[Saved data entries]
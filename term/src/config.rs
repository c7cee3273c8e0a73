//! Configuration management for the Mallu terminal client

use mallu_core::{ClientConfig, RendezvousConfig};
use serde::{Deserialize, Serialize};
use std::path::Path;
use std::time::Duration;

/// Environment variable that overrides `server.api_base_url`.
pub const API_BASE_ENV: &str = "MALLU_API_BASE_URL";

#[derive(Debug, Clone, Default, Serialize, Deserialize)]
#[serde(default)]
pub struct AppConfig {
    pub server: ServerConfig,
    pub calls: CallConfig,
    pub chat: ChatConfig,
}

#[derive(Debug, Clone, Serialize, Deserialize)]
#[serde(default)]
pub struct ServerConfig {
    pub api_base_url: String,
    /// Push stream URL; derived from the API URL when empty.
    pub stream_url: Option<String>,
    pub timeout_secs: u64,
}

#[derive(Debug, Clone, Serialize, Deserialize)]
#[serde(default)]
pub struct CallConfig {
    pub rendezvous_host: String,
    pub rendezvous_port: u16,
    pub rendezvous_secure: bool,
    pub rendezvous_path: String,
    pub rendezvous_key: String,
    pub ice_servers: Vec<String>,
    pub peer_prefix: String,
}

#[derive(Debug, Clone, Serialize, Deserialize)]
#[serde(default)]
pub struct ChatConfig {
    pub poll_interval_ms: u64,
    pub typing_interval_ms: u64,
}

impl Default for ServerConfig {
    fn default() -> Self {
        let client = ClientConfig::default();
        Self {
            api_base_url: client.api_base_url,
            stream_url: None,
            timeout_secs: client.request_timeout.as_secs(),
        }
    }
}

impl Default for CallConfig {
    fn default() -> Self {
        let client = ClientConfig::default();
        Self {
            rendezvous_host: client.rendezvous.host,
            rendezvous_port: client.rendezvous.port,
            rendezvous_secure: client.rendezvous.secure,
            rendezvous_path: client.rendezvous.path,
            rendezvous_key: client.rendezvous.key,
            ice_servers: client.ice_servers,
            peer_prefix: client.peer_prefix,
        }
    }
}

impl Default for ChatConfig {
    fn default() -> Self {
        Self {
            poll_interval_ms: 1000,
            typing_interval_ms: 2000,
        }
    }
}

impl AppConfig {
    pub fn load(config_dir: &Path) -> anyhow::Result<Self> {
        let config_path = config_dir.join("config.json");

        if config_path.exists() {
            let content = std::fs::read_to_string(&config_path)?;
            let config: Self = serde_json::from_str(&content)?;
            Ok(config)
        } else {
            Ok(Self::default())
        }
    }

    pub fn save(&self, config_dir: &Path) -> anyhow::Result<()> {
        std::fs::create_dir_all(config_dir)?;
        let config_path = config_dir.join("config.json");
        let content = serde_json::to_string_pretty(self)?;
        std::fs::write(&config_path, content)?;
        Ok(())
    }

    /// Client settings, with [`API_BASE_ENV`] taking precedence over the file.
    pub fn client_config(&self) -> ClientConfig {
        self.client_config_with(std::env::var(API_BASE_ENV).ok())
    }

    fn client_config_with(&self, api_override: Option<String>) -> ClientConfig {
        let api_base_url = api_override
            .filter(|url| !url.trim().is_empty())
            .unwrap_or_else(|| self.server.api_base_url.clone());

        ClientConfig {
            stream_url: self.server.stream_url.clone().filter(|url| !url.is_empty()),
            rendezvous: RendezvousConfig {
                host: self.calls.rendezvous_host.clone(),
                port: self.calls.rendezvous_port,
                secure: self.calls.rendezvous_secure,
                path: self.calls.rendezvous_path.clone(),
                key: self.calls.rendezvous_key.clone(),
            },
            ice_servers: self.calls.ice_servers.clone(),
            peer_prefix: self.calls.peer_prefix.clone(),
            poll_interval: Duration::from_millis(self.chat.poll_interval_ms),
            typing_interval: Duration::from_millis(self.chat.typing_interval_ms),
            request_timeout: Duration::from_secs(self.server.timeout_secs),
            ..ClientConfig::new(&api_base_url)
        }
    }
}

## Work order
Your task is to collect every line above that contains the word "Duration".

## Result
use std::time::Duration;
            poll_interval: Duration::from_millis(self.chat.poll_interval_ms),
            typing_interval: Duration::from_millis(self.chat.typing_interval_ms),
            request_timeout: Duration::from_secs(self.server.timeout_secs),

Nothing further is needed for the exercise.